Tuesday, July 12, 2011

White Out

Apartment hunting is boring and tiring. It's fun at first but it kind of gets sickening and very, very frustrating. Well, it's quite easy if you have lots of money to spend on rental. But if you're like me who doesn't really have gobs of cash to throw around, you really don't have a lot of choices and you have to look and look and look and make lots of phone calls.


Over drinks, I told one of my soon-to-be flatmates that I want my room (or the whole apartment) to have white walls and cement floors coated with clear varnish with bits of splashes of silver paint. Yes, I want it to look like a Margiela store.

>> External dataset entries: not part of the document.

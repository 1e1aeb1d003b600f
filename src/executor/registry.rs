//! Function Registry
//!
//! Name to async function map used by the local executor. A function takes
//! the call's JSON arguments and returns a JSON value or an error message.

use crate::executor::error::{ExecutorError, ExecutorResult};
use crate::queue::api::{CallEnvelope, ResultBody};
use chrono::{DateTime, Utc};
use futures::future::BoxFuture;
use serde_json::{json, Value};
use std::collections::HashMap;
use std::future::Future;
use std::sync::Arc;
use std::time::Duration;

/// A function callable by name through the queue
pub type RemoteFunction =
    Arc<dyn Fn(Value) -> BoxFuture<'static, Result<Value, String>> + Send + Sync>;

#[derive(Clone, Default)]
pub struct FunctionRegistry {
    functions: HashMap<String, RemoteFunction>,
}

impl std::fmt::Debug for FunctionRegistry {
    fn fmt(&self, f: &mut std::fmt::Formatter<'_>) -> std::fmt::Result {
        f.debug_struct("FunctionRegistry")
            .field("functions", &self.names())
            .finish()
    }
}

impl FunctionRegistry {
    pub fn new() -> Self {
        Self::default()
    }

    /// Registry preloaded with `echo`, `square`, `fail` and `slow`
    pub fn with_builtins() -> Self {
        let mut registry = Self::new();
        registry.functions.insert("echo".to_string(), boxed(echo));
        registry.functions.insert("square".to_string(), boxed(square_fn));
        registry.functions.insert("fail".to_string(), boxed(fail));
        registry.functions.insert("slow".to_string(), boxed(slow));
        registry
    }

    pub fn register(&mut self, name: impl Into<String>, function: RemoteFunction) -> ExecutorResult<()> {
        let name = name.into();
        if self.functions.contains_key(&name) {
            return Err(ExecutorError::DuplicateFunction { name });
        }
        self.functions.insert(name, function);
        Ok(())
    }

    /// Register an async closure
    pub fn register_fn<F, Fut>(&mut self, name: impl Into<String>, function: F) -> ExecutorResult<()>
    where
        F: Fn(Value) -> Fut + Send + Sync + 'static,
        Fut: Future<Output = Result<Value, String>> + Send + 'static,
    {
        self.register(name, boxed(function))
    }

    pub fn get(&self, name: &str) -> Option<&RemoteFunction> {
        self.functions.get(name)
    }

    pub fn contains(&self, name: &str) -> bool {
        self.functions.contains_key(name)
    }

    /// Registered names, sorted
    pub fn names(&self) -> Vec<String> {
        let mut names: Vec<String> = self.functions.keys().cloned().collect();
        names.sort();
        names
    }

    pub fn len(&self) -> usize {
        self.functions.len()
    }

    pub fn is_empty(&self) -> bool {
        self.functions.is_empty()
    }

    /// Run one call. Failures, including unknown functions, become error results.
    pub async fn execute(&self, envelope: &CallEnvelope, start_time: DateTime<Utc>) -> ResultBody {
        let Some(function) = self.functions.get(&envelope.name) else {
            return ResultBody::failure(
                format!("unknown function '{}'", envelope.name),
                start_time,
            );
        };
        match function(envelope.args.clone()).await {
            Ok(value) => ResultBody::success(value, start_time),
            Err(error) => ResultBody::failure(error, start_time),
        }
    }
}

fn boxed<F, Fut>(function: F) -> RemoteFunction
where
    F: Fn(Value) -> Fut + Send + Sync + 'static,
    Fut: Future<Output = Result<Value, String>> + Send + 'static,
{
    Arc::new(move |args| -> BoxFuture<'static, Result<Value, String>> {
        Box::pin(function(args))
    })
}

async fn echo(args: Value) -> Result<Value, String> {
    Ok(args)
}

async fn square_fn(args: Value) -> Result<Value, String> {
    square(&args)
}

async fn fail(args: Value) -> Result<Value, String> {
    Err(args.as_str().unwrap_or("requested failure").to_string())
}

/// Sleeps for `args.ms` milliseconds (default 100), then echoes
async fn slow(args: Value) -> Result<Value, String> {
    let ms = args.get("ms").and_then(Value::as_u64).unwrap_or(100);
    tokio::time::sleep(Duration::from_millis(ms)).await;
    Ok(args)
}

// Accepts a bare number or a one-element array
fn square(args: &Value) -> Result<Value, String> {
    let n = match args {
        Value::Array(items) if items.len() == 1 => &items[0],
        other => other,
    };
    if let Some(i) = n.as_i64() {
        return i
            .checked_mul(i)
            .map(|sq| json!(sq))
            .ok_or_else(|| format!("square of {} overflows", i));
    }
    n.as_f64()
        .map(|f| json!(f * f))
        .ok_or_else(|| format!("square expects a number, got {}", args))
}

#[cfg(test)]
mod tests {
    use super::*;
    use crate::queue::api::CallRequest;

    fn envelope(name: &str, args: Value) -> CallEnvelope {
        CallEnvelope::new(&CallRequest::new("c1", name, args), "responses")
    }

    #[test]
    fn test_builtins_are_registered() {
        let registry = FunctionRegistry::with_builtins();
        assert_eq!(registry.names(), vec!["echo", "fail", "slow", "square"]);
        assert_eq!(registry.len(), 4);
    }

    #[test]
    fn test_duplicate_registration_fails() {
        let mut registry = FunctionRegistry::with_builtins();
        let err = registry
            .register_fn("echo", |args| async move { Ok::<Value, String>(args) })
            .unwrap_err();
        assert!(matches!(err, ExecutorError::DuplicateFunction { ref name } if name == "echo"));
    }

    #[tokio::test]
    async fn test_execute_success_stamps_times() {
        let registry = FunctionRegistry::with_builtins();
        let start = Utc::now();
        let result = registry.execute(&envelope("square", json!([7])), start).await;

        assert_eq!(result.value, Some(json!(49)));
        assert_eq!(result.error, None);
        assert_eq!(result.remote_execution_start_time, Some(start));
        assert!(result.remote_execution_end_time >= start);
    }

    #[tokio::test]
    async fn test_execute_reports_function_errors() {
        let registry = FunctionRegistry::with_builtins();
        let result = registry.execute(&envelope("fail", json!("boom")), Utc::now()).await;
        assert_eq!(result.error.as_deref(), Some("boom"));

        let result = registry
            .execute(&envelope("square", json!("four")), Utc::now())
            .await;
        assert!(result.error.unwrap().contains("expects a number"));
    }

    #[tokio::test]
    async fn test_unknown_function_is_an_error_result() {
        let registry = FunctionRegistry::new();
        assert!(registry.is_empty());
        let result = registry.execute(&envelope("nope", Value::Null), Utc::now()).await;
        assert_eq!(result.error.as_deref(), Some("unknown function 'nope'"));
    }

    #[tokio::test]
    async fn test_custom_function() {
        let mut registry = FunctionRegistry::new();
        registry
            .register_fn("len", |args| async move {
                args.as_str()
                    .map(|s| json!(s.len()))
                    .ok_or_else(|| "expected a string".to_string())
            })
            .unwrap();
        assert!(registry.contains("len"));

        let result = registry.execute(&envelope("len", json!("abcd")), Utc::now()).await;
        assert_eq!(result.value, Some(json!(4)));
    }

    #[test]
    fn test_square_handles_floats_and_overflow() {
        assert_eq!(square(&json!(1.5)).unwrap(), json!(2.25));
        assert!(square(&json!(i64::MAX)).is_err());
    }
}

White walls with printed wallpaper.


Clear acrylic, glass and white furniture and interesting shapes.





As much as I want to buy very interesting furniture, I can't really afford it. I've been going around Ikea and been very tempted to buy the funiture and lighting fixtures that I want but I don't even have a place to put everything yet.

Photos of La Hotel Maison Champs-Elysees by Maison Martin Margiela from framemag.com

Posted by X2

Wednesday, March 2, 2011

Maybe It's More Like I've Become Lazy, Not Really Busy


I can't really say that I've been sick of this. Really. I know because I still check it on a regular basis secretly hoping that everything I want to put out here has miraculously been written by me while I was asleep. But I don't know.

When I was working in fashion, styling at least three shows a week and being surrounded by clothes and thinking of clothes for more than 12 hours a day, 7 days a week, I never really felt like dressing up or looking at fashion rags. Some of the things I used to do for and used to think of as fun suddenly felt like a chore. Maybe it's the same. I got a job in publishing. I don't really write, except for those event/dining/what-have-you listings that never go beyond a hundred words. But I don't know. It still involves words and browsing through them and scanning them making sure everything is perfect. I have no idea, really. Maybe I'm just making up some excuse subconsciously.

It's already March 2011. We're coming closer and closer to the end of the world predicted by those ancient Peruvians. Hell, I really don't know and I really don't care.

It's been quite boring lately, the past couple of weeks. So the picture there, you see, is I think one of the highlights, for the lack of a better word. Ed McFarlane of Friendly Fires diving and jumping a couple of meters away from me.

I remember hearing one friend's friends saying during the concert that that Friendly Fires song, Paris, is one of the most depressing songs ever.